MESURES DU BRUIT
Réduire le bruit à la source
Une priorité règlementaire en milieu de travail
Par Hany Ghonaim | Fondateur chez ODYO
Réduction du bruit avant tout
Le bruit excessif sur les lieux de travail constitue l’un des principaux facteurs de risque pour la santé et le bien-être des travailleurs. En effet, la surdité professionnelle est l'une des lésions les plus fréquentes en milieu industriel. Pour y remédier, il faut prioriser des mesures qui éliminent ou réduisent le bruit à la source.

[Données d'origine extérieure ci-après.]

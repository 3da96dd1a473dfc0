use chrono::{DateTime, Utc};
use diesel::prelude::*;
use uuid::Uuid;

use crate::infrastructure::postgres::schema::pricing_plans;

#[derive(Debug, Clone, Identifiable, Selectable, Queryable)]
#[diesel(table_name = pricing_plans)]
pub struct PricingPlanEntity {
    pub id: Uuid,
    pub name: String,
    pub price: i32,
    pub currency: String,
    pub billing_cycle: String,
    pub credit: i32,
    pub capacity: i32,
    // Display-only ordered feature list, never interpreted by the core.
    pub features: serde_json::Value,
    pub status: String,
    pub created_at: DateTime<Utc>,
    pub updated_at: DateTime<Utc>,
}
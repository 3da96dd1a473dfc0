use anyhow::Result;
use diesel::{
    Connection, PgConnection,
    connection::CacheSize,
    r2d2::{ConnectionManager, CustomizeConnection, Error as R2d2Error, Pool},
};

#[derive(Debug, Default)]
struct DisablePreparedStatements;

impl CustomizeConnection<PgConnection, R2d2Error> for DisablePreparedStatements {
    fn on_acquire(&self, conn: &mut PgConnection) -> std::result::Result<(), R2d2Error> {
        conn.set_prepared_statement_cache_size(CacheSize::Disabled);
        Ok(())
    }
}

pub type PgPoolSquad = Pool<ConnectionManager<PgConnection>>;

pub fn establish_connection(database_url: &str) -> Result<PgPoolSquad> {
    let manager = ConnectionManager::<PgConnection>::new(database_url);
    let pool = Pool::builder()
        .connection_customizer(Box::new(DisablePreparedStatements::default()))
        .build(manager)?;
    Ok(pool)
}
pub mod channels;
pub mod generate_histories;
pub mod posts;
pub mod pricing_plan_histories;
pub mod pricing_plans;
pub mod users;
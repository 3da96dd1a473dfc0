use anyhow::Result;
use tracing::info;
use tracing_subscriber::EnvFilter;
use tracing_subscriber::layer::SubscriberExt;
use tracing_subscriber::util::SubscriberInitExt;

/// Installs the global subscriber: `RUST_LOG` controls the filter, with a
/// safe `info` default so nothing runs at TRACE by accident.
pub fn init_observability(component: &str) -> Result<()> {
    let env_filter = EnvFilter::try_from_default_env().unwrap_or_else(|_| EnvFilter::new("info"));

    // Local-time timestamps so `TZ` shows through in logs.
    let fmt_layer = tracing_subscriber::fmt::layer()
        .with_timer(tracing_subscriber::fmt::time::ChronoLocal::rfc_3339());

    tracing_subscriber::registry()
        .with(fmt_layer)
        .with(env_filter)
        .try_init()?;

    info!(component, "Observability initialized");

    Ok(())
}
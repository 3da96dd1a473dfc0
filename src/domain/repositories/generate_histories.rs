use anyhow::Result;
use async_trait::async_trait;
use chrono::{DateTime, Utc};
use mockall::automock;
use uuid::Uuid;

use crate::domain::entities::generate_histories::{
    GenerateHistoryEntity, InsertGenerateHistoryEntity,
};

#[async_trait]
#[automock]
pub trait GenerateHistoryRepository {
    async fn create(&self, entity: InsertGenerateHistoryEntity) -> Result<Uuid>;

    async fn find_by_id(&self, history_id: Uuid) -> Result<Option<GenerateHistoryEntity>>;

    /// Conditional update on `status IS NULL`; returns false when the row was
    /// already settled. Settlement happens at most once per row.
    async fn settle_success(
        &self,
        history_id: Uuid,
        output: &str,
        settled_at: DateTime<Utc>,
    ) -> Result<bool>;

    /// Same conditional-update discipline as `settle_success`.
    async fn settle_failed(
        &self,
        history_id: Uuid,
        error_message: &str,
        settled_at: DateTime<Utc>,
    ) -> Result<bool>;
}
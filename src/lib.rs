pub mod application;
pub mod config;
pub mod domain;
pub mod infrastructure;
pub mod observability;
pub mod services;
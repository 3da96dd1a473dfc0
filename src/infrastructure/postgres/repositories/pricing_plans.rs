use anyhow::Result;
use async_trait::async_trait;
use diesel::{RunQueryDsl, delete, dsl::count_star, prelude::*};
use std::sync::Arc;
use uuid::Uuid;

use crate::domain::entities::pricing_plans::PricingPlanEntity;
use crate::domain::repositories::pricing_plans::PricingPlanRepository;
use crate::domain::value_objects::enums::statuses::Status;
use crate::infrastructure::postgres::{
    postgres_connection::PgPoolSquad,
    schema::{pricing_plan_histories, pricing_plans, users},
};

pub struct PricingPlanPostgres {
    db_pool: Arc<PgPoolSquad>,
}

impl PricingPlanPostgres {
    pub fn new(db_pool: Arc<PgPoolSquad>) -> Self {
        Self { db_pool }
    }
}

#[async_trait]
impl PricingPlanRepository for PricingPlanPostgres {
    async fn find_by_id(&self, plan_id: Uuid) -> Result<Option<PricingPlanEntity>> {
        let mut conn = Arc::clone(&self.db_pool).get()?;

        // Inactive plans are returned too; renewals of existing subscribers
        // keep working after a plan is retired from sale.
        let plan = pricing_plans::table
            .filter(pricing_plans::id.eq(plan_id))
            .select(PricingPlanEntity::as_select())
            .first::<PricingPlanEntity>(&mut conn)
            .optional()?;

        Ok(plan)
    }

    async fn list_active(&self) -> Result<Vec<PricingPlanEntity>> {
        let mut conn = Arc::clone(&self.db_pool).get()?;

        let plans = pricing_plans::table
            .filter(pricing_plans::status.eq(Status::Active.to_string()))
            .order(pricing_plans::price.asc())
            .select(PricingPlanEntity::as_select())
            .load::<PricingPlanEntity>(&mut conn)?;

        Ok(plans)
    }

    async fn count_references(&self, plan_id: Uuid) -> Result<i64> {
        let mut conn = Arc::clone(&self.db_pool).get()?;

        let subscribed_users = users::table
            .filter(users::pricing_plan_id.eq(plan_id))
            .select(count_star())
            .first::<i64>(&mut conn)?;

        let histories = pricing_plan_histories::table
            .filter(pricing_plan_histories::pricing_plan_id.eq(plan_id))
            .select(count_star())
            .first::<i64>(&mut conn)?;

        Ok(subscribed_users + histories)
    }

    async fn delete(&self, plan_id: Uuid) -> Result<()> {
        let mut conn = Arc::clone(&self.db_pool).get()?;

        delete(pricing_plans::table.filter(pricing_plans::id.eq(plan_id))).execute(&mut conn)?;

        Ok(())
    }
}
use thiserror::Error;

use crate::domain::value_objects::{
    enums::process_statuses::ProcessStatus, quotas::QuotaDimension,
};

/// Shared error taxonomy for the core. Quota and billing errors surface
/// synchronously to the caller; sweep loops recover everything else.
#[derive(Debug, Error)]
pub enum CoreError {
    #[error("insufficient {dimension} quota: requested {requested}, remaining {remaining}")]
    InsufficientQuota {
        dimension: QuotaDimension,
        requested: i32,
        remaining: i32,
    },
    #[error("payment rejected: {0}")]
    PaymentRejected(String),
    #[error("publication already in flight")]
    PublicationInFlight,
    #[error("generation already settled")]
    AlreadySettled,
    #[error("post cannot move from {from}")]
    InvalidTransition { from: ProcessStatus },
    #[error("user not found")]
    UserNotFound,
    #[error("pricing plan not found")]
    PlanNotFound,
    #[error("pricing plan is not accepting new subscribers")]
    PlanInactive,
    #[error("pricing plan is still referenced by users or histories")]
    PlanInUse,
    #[error("no current subscription")]
    SubscriptionNotFound,
    #[error("generate history not found")]
    HistoryNotFound,
    #[error("post not found")]
    PostNotFound,
    #[error(transparent)]
    Internal(#[from] anyhow::Error),
}

pub type CoreResult<T> = std::result::Result<T, CoreError>;
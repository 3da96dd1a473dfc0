use std::{sync::Arc, time::Duration};

use chrono::Utc;
use tracing::error;

use crate::application::interfaces::notifications::NotificationSink;
use crate::application::usecases::publish_scheduler::PublishScheduler;
use crate::domain::repositories::channels::ChannelRepository;
use crate::domain::repositories::posts::PostRepository;

/// Publication sweep loop. The scheduler handles per-post failures itself;
/// only a whole-pass failure surfaces here.
pub async fn run_publish_sweep_loop<Po, C, N>(
    scheduler: Arc<PublishScheduler<Po, C, N>>,
    interval: Duration,
) where
    Po: PostRepository + Send + Sync + 'static,
    C: ChannelRepository + Send + Sync + 'static,
    N: NotificationSink + 'static,
{
    loop {
        if let Err(e) = scheduler.run_sweep(Utc::now()).await {
            error!("Error while running the publication sweep: {}", e);
        }

        tokio::time::sleep(interval).await;
    }
}
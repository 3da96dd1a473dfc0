use std::collections::{HashMap, HashSet};
use std::str::FromStr;
use std::sync::{Arc, Mutex};

use chrono::{DateTime, Utc};
use futures_util::StreamExt;
use tracing::{error, info, warn};
use uuid::Uuid;

use crate::application::errors::{CoreError, CoreResult};
use crate::application::interfaces::notifications::NotificationSink;
use crate::application::interfaces::publishers::{ChannelPublisher, PublishError};
use crate::domain::entities::channels::ChannelEntity;
use crate::domain::entities::posts::PostEntity;
use crate::domain::repositories::channels::ChannelRepository;
use crate::domain::repositories::posts::PostRepository;
use crate::domain::value_objects::enums::platforms::Platform;
use crate::domain::value_objects::enums::process_statuses::ProcessStatus;
use crate::domain::value_objects::enums::statuses::Status;
use crate::domain::value_objects::notifications::NotificationEvent;

#[derive(Debug, Clone)]
pub struct PublishConfig {
    /// Publish attempts per (post, channel) before the channel is given up on.
    pub max_channel_attempts: u32,
    /// Posts driven concurrently within one sweep.
    pub max_in_flight: usize,
}

impl Default for PublishConfig {
    fn default() -> Self {
        Self {
            max_channel_attempts: 3,
            max_in_flight: 4,
        }
    }
}

/// Counters reported after one publication sweep.
#[derive(Debug, Clone, Copy, Default)]
pub struct PublishSweepOutcome {
    pub picked_up: usize,
    pub published: usize,
    pub pending: usize,
    pub channel_failures: usize,
}

#[derive(Debug, Clone, Copy, PartialEq, Eq)]
enum ChannelOutcome {
    Succeeded,
    Failed,
}

#[derive(Debug, Clone, Copy, Default)]
struct ChannelDispatch {
    attempts: u32,
    outcome: Option<ChannelOutcome>,
}

struct DriveResult {
    published: bool,
    failed_channels: usize,
}

/// Drives posts through `draft -> scheduled -> processing -> published`,
/// fanning each one out to the owner's channels through the per-platform
/// publisher adapters.
///
/// Per-channel attempt state lives in memory, keyed by (post, channel). The
/// persisted row only moves between lifecycle states, so a restart re-drives
/// a `processing` post from scratch on the next sweep.
pub struct PublishScheduler<Po, C, N>
where
    Po: PostRepository + Send + Sync + 'static,
    C: ChannelRepository + Send + Sync + 'static,
    N: NotificationSink + 'static,
{
    post_repo: Arc<Po>,
    channel_repo: Arc<C>,
    publishers: HashMap<Platform, Arc<dyn ChannelPublisher>>,
    notification_sink: Arc<N>,
    config: PublishConfig,
    dispatch: Mutex<HashMap<(Uuid, Uuid), ChannelDispatch>>,
}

Cette approche permet non seulement de respecter les obligations légales établies dans le Règlement sur la Santé et la Sécurité du Travail (RSST) du Québec, mais aussi de garantir une protection durable et efficace pour les travailleurs. L’article 130 du RSST souligne que les employeurs doivent prendre les mesures nécessaires pour protéger la santé et assurer la sécurité et l’intégrité physique des travailleurs. Cela implique la réduction du bruit à la source par des mesures techniques et administratives avant de recourir à des solutions plus simples, mais moins efficaces, telles que les protecteurs auditifs individuels.
L'importance de l'aménagement et des choix initiaux
L’article 132 du RSST met en lumière le rôle clé de la conception et de l’aménagement dans la réduction du bruit. Il stipule que lors de la conception et de l’aménagement d’un établissement, de la mise en place d’un nouveau processus ou de modifications, l’employeur doit prendre les moyens raisonnables pour éliminer ou réduire le bruit à la source, ou à tout le moins réduire l’exposition des travailleurs.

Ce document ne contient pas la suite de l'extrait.